Your answer must consist of exactly the lines below, starting with the line with "pub mod binding_kinetics_IVP;" and going on through the line with "they are read.", and nothing else.
-------- Dataset records --------
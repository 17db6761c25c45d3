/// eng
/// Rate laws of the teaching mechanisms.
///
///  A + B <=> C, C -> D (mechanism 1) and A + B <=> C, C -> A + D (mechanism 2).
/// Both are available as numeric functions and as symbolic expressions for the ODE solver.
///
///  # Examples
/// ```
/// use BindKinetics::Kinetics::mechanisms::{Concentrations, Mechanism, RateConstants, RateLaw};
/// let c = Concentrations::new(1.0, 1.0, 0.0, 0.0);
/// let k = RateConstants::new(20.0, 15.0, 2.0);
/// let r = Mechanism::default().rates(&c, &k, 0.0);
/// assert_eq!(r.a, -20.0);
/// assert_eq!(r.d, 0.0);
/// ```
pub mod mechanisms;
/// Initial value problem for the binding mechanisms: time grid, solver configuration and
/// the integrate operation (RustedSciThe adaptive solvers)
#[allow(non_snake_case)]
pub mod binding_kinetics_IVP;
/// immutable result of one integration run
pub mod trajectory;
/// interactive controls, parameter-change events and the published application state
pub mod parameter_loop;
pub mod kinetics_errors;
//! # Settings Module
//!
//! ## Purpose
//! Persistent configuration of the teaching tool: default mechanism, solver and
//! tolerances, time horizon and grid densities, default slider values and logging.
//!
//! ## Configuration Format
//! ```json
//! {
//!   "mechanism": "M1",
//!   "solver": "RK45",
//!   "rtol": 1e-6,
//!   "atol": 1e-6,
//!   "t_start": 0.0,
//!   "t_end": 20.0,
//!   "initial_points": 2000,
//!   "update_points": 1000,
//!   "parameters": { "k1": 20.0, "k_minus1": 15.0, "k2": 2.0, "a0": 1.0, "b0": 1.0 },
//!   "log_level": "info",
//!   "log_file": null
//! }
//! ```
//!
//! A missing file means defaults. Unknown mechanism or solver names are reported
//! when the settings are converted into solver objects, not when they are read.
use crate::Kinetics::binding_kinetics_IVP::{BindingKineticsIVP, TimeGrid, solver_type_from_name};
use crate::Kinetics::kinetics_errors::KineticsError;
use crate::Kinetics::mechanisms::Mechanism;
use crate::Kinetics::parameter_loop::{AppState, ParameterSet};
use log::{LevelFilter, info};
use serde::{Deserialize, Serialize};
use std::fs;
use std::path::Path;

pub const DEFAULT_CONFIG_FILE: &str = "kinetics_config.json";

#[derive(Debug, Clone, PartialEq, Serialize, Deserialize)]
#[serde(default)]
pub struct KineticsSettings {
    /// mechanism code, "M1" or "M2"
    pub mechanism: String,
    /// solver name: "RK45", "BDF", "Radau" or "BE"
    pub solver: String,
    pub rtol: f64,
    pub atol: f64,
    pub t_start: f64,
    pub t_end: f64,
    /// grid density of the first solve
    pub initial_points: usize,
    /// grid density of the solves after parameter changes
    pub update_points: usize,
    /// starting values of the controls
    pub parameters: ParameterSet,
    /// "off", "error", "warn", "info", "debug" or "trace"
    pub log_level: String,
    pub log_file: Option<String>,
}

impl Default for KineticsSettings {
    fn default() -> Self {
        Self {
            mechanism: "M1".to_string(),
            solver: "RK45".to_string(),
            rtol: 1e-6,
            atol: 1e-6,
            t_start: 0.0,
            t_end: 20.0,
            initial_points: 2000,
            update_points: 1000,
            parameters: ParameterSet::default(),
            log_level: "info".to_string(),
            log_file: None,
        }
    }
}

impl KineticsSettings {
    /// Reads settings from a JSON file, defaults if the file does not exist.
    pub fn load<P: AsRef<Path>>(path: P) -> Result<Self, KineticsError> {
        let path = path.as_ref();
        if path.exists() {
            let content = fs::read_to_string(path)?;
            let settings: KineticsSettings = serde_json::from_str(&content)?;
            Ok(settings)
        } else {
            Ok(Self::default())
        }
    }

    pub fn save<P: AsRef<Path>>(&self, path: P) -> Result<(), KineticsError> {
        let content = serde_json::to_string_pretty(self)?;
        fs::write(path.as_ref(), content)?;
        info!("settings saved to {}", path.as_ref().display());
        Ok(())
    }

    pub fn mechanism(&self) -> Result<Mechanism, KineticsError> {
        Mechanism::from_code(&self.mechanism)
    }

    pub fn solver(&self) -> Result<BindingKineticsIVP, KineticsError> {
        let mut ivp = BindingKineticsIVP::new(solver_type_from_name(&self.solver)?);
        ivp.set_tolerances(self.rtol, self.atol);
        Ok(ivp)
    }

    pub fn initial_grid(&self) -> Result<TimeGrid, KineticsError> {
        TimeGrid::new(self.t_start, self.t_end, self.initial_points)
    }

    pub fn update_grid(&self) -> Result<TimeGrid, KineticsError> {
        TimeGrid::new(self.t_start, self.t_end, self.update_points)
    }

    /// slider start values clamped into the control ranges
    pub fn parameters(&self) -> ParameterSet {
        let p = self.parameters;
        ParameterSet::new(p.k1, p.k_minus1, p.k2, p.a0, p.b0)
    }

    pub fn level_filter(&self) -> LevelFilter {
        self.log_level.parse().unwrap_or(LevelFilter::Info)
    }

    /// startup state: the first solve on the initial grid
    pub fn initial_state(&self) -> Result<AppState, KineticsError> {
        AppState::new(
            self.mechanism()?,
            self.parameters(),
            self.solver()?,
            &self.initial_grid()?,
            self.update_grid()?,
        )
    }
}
--------
> Result of this task:
pub mod binding_kinetics_IVP;
/// immutable result of one integration run
pub mod trajectory;
/// interactive controls, parameter-change events and the published application state
pub mod parameter_loop;
pub mod kinetics_errors;
//! # Settings Module
//!
//! ## Purpose
//! Persistent configuration of the teaching tool: default mechanism, solver and
//! tolerances, time horizon and grid densities, default slider values and logging.
//!
//! ## Configuration Format
//! ```json
//! {
//!   "mechanism": "M1",
//!   "solver": "RK45",
//!   "rtol": 1e-6,
//!   "atol": 1e-6,
//!   "t_start": 0.0,
//!   "t_end": 20.0,
//!   "initial_points": 2000,
//!   "update_points": 1000,
//!   "parameters": { "k1": 20.0, "k_minus1": 15.0, "k2": 2.0, "a0": 1.0, "b0": 1.0 },
//!   "log_level": "info",
//!   "log_file": null
//! }
//! ```
//!
//! A missing file means defaults. Unknown mechanism or solver names are reported
//! when the settings are converted into solver objects, not when they are read.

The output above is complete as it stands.